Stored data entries
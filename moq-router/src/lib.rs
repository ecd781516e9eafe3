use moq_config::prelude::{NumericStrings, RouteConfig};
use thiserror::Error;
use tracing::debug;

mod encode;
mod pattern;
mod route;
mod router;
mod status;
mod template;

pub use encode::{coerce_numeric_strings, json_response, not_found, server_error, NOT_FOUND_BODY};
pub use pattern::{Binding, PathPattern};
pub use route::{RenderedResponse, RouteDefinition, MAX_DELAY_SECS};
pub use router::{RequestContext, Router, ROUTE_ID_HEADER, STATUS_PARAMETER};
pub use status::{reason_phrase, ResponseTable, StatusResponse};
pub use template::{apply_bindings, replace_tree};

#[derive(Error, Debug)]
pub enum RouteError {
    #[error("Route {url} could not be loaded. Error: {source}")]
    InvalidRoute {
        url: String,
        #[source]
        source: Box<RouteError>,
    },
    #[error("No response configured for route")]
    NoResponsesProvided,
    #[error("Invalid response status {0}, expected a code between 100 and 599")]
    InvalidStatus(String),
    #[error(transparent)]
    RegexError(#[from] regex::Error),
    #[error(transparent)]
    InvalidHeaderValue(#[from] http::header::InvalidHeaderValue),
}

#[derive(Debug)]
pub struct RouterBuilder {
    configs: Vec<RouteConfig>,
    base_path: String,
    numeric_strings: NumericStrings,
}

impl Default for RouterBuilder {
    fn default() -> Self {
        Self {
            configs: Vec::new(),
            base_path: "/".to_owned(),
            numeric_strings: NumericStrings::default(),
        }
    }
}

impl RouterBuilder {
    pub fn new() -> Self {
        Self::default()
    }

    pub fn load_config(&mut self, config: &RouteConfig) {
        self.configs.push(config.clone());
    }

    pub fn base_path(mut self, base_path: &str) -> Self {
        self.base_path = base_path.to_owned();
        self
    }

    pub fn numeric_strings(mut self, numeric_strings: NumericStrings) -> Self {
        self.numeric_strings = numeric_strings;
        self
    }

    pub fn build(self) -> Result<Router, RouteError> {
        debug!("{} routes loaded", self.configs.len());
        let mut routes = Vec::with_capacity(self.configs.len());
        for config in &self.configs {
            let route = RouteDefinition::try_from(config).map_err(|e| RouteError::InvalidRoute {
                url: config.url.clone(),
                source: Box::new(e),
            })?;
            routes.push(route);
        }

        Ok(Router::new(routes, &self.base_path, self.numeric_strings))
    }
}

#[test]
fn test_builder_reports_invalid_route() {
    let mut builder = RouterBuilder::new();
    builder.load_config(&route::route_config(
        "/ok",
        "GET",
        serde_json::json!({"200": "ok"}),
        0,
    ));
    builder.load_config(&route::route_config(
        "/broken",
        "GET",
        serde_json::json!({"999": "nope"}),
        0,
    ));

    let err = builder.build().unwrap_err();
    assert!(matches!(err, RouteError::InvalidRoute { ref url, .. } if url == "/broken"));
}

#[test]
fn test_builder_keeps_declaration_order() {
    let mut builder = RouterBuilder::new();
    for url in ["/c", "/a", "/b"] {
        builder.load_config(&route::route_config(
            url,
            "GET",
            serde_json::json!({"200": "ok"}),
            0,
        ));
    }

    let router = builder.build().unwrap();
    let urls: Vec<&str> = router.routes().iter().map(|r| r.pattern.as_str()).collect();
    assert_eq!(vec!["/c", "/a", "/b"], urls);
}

#### [ACTIVITY]
Go through the records above and count every line that includes "RouteConfig". Give the number and nothing else.

#### [COMPLETED EXERCISE]
3